- _Instructions for the task_
Determine how many lines in the listing below include "Future", and answer with only that number.

- _Data for this task_
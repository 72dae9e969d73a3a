//! Common test utilities and helpers

#![allow(dead_code)] // Test utilities may not all be used in every test file

pub mod builders;
pub mod mock_helpers;

use std::future::Future;
use std::time::{Duration, Instant};

/// Upper bound for anything that should finish "immediately"
pub fn test_timeout() -> Duration {
    Duration::from_millis(250)
}

/// Run `fut` and return its output together with how long it took
pub async fn timed<F: Future>(fut: F) -> (F::Output, Duration) {
    let started = Instant::now();
    let output = fut.await;
    (output, started.elapsed())
}

/// Assert that an elapsed time stays below a bound
pub fn assert_faster_than(elapsed: Duration, bound: Duration) {
    assert!(
        elapsed < bound,
        "Expected to finish within {:?}, took {:?}",
        bound,
        elapsed
    );
}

- _Result below_
2